=== Section Start ===

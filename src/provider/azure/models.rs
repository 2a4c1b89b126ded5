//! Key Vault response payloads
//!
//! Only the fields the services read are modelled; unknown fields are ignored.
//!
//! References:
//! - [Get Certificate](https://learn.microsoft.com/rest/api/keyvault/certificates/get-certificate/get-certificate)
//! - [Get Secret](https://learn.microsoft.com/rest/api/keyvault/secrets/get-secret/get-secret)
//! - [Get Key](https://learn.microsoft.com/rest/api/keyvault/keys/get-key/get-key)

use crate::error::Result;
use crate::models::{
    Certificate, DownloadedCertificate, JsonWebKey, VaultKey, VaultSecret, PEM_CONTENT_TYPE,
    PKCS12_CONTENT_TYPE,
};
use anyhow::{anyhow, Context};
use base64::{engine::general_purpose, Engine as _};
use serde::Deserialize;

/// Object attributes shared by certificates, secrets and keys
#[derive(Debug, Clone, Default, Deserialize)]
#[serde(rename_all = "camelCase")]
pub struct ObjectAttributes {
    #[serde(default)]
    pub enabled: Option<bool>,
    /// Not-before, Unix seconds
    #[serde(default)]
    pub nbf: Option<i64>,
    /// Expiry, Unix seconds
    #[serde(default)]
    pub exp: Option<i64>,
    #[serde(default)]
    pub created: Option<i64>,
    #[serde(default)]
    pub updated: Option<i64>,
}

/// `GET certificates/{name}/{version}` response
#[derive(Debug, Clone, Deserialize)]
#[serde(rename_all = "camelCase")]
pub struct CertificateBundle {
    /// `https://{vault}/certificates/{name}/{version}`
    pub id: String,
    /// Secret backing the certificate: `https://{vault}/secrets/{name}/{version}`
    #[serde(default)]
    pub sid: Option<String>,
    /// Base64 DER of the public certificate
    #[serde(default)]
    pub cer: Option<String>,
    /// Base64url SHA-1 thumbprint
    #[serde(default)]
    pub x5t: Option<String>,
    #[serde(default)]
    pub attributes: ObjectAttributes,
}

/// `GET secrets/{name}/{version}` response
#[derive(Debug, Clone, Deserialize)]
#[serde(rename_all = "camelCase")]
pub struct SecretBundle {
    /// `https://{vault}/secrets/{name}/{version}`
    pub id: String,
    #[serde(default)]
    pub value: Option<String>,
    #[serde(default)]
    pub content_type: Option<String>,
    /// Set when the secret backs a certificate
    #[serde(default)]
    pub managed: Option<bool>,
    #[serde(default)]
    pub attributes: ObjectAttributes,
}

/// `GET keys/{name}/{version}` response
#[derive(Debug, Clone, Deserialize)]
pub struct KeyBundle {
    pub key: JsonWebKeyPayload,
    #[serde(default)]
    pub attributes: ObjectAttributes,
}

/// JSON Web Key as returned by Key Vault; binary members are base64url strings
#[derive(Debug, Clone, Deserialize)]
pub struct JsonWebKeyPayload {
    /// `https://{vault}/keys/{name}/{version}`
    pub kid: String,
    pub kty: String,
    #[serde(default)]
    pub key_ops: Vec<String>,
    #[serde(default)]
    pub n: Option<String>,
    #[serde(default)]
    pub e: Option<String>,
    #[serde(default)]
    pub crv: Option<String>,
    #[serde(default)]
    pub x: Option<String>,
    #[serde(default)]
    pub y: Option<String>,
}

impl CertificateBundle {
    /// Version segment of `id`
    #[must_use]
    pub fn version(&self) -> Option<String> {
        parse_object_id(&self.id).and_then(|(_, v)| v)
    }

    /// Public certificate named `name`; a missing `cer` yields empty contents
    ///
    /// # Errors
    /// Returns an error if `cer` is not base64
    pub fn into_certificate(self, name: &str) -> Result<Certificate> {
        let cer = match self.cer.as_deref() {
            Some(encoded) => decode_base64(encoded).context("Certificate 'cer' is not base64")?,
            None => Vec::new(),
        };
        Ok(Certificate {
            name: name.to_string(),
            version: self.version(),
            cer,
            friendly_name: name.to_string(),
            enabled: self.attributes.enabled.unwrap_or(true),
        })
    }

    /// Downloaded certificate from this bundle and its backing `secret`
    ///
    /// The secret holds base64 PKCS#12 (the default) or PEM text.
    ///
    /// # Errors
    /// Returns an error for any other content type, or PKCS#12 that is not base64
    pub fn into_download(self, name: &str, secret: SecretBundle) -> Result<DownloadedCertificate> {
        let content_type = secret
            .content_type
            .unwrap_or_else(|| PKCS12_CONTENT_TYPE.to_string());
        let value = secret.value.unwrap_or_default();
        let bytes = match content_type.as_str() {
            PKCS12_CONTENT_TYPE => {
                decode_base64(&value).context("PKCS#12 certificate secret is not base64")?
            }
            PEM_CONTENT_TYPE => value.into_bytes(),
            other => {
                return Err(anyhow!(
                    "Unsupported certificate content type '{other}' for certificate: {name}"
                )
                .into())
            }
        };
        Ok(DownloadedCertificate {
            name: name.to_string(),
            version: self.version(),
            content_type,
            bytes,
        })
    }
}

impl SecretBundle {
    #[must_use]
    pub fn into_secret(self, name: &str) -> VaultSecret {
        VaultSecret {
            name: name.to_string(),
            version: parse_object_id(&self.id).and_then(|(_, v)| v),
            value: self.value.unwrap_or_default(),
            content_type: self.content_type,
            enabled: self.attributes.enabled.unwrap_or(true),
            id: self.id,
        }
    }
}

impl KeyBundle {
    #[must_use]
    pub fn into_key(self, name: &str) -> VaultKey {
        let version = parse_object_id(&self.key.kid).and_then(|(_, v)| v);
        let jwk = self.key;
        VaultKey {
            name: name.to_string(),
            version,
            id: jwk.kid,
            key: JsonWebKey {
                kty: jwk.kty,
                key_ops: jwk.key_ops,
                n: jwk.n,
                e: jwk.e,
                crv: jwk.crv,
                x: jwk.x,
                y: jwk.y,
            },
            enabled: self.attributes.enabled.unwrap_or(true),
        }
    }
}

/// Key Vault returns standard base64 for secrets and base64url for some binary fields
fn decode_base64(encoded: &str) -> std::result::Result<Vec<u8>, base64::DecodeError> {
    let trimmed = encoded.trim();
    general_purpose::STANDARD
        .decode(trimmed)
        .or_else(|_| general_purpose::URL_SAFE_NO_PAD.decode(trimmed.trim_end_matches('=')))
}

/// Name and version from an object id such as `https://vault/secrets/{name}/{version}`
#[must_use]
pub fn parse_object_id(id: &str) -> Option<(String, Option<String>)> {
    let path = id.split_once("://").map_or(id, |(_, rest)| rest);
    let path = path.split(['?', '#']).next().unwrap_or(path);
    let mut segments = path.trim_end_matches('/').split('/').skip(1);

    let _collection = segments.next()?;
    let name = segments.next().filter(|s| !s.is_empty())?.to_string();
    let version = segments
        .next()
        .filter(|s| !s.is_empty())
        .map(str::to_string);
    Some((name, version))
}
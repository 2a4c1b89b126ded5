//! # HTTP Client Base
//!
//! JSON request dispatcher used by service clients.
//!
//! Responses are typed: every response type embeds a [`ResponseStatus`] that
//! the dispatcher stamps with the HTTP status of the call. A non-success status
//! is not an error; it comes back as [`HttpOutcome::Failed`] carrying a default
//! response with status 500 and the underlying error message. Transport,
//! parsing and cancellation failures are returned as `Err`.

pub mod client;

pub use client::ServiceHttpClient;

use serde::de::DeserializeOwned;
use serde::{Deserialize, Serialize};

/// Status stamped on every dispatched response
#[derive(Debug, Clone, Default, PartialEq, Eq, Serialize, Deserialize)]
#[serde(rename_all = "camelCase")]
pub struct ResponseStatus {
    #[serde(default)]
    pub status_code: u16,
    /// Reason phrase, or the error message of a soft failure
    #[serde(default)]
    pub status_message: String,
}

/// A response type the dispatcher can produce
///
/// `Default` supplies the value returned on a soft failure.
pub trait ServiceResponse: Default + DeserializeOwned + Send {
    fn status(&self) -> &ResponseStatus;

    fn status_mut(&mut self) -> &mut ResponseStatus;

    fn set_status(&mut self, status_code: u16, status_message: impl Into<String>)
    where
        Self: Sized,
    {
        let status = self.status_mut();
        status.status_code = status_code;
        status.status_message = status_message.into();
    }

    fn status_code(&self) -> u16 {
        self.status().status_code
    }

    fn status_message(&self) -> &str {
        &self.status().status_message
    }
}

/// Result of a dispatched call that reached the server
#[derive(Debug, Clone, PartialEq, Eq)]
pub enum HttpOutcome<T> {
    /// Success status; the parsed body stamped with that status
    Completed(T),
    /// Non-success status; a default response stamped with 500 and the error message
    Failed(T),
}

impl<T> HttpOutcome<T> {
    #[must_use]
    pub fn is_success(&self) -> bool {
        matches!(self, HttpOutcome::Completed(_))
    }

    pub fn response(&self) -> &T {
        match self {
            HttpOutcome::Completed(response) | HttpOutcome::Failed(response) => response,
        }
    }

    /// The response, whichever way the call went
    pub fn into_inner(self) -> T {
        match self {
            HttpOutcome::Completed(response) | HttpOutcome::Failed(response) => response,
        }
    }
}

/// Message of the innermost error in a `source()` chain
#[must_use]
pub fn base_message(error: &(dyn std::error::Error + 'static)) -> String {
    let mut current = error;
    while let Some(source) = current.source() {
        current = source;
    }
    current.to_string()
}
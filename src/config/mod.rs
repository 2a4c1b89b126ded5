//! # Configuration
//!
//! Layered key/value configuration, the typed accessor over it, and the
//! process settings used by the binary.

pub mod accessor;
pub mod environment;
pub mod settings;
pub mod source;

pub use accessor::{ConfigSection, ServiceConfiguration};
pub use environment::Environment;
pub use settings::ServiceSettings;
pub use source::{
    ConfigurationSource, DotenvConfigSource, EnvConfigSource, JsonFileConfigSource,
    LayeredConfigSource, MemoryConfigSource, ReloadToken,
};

=== Section End ===

### [EXERCISE]
The answer must be every line of the records that contains the word "Unix".

### [SOLUTION BELOW]
    /// Not-before, Unix seconds
    /// Expiry, Unix seconds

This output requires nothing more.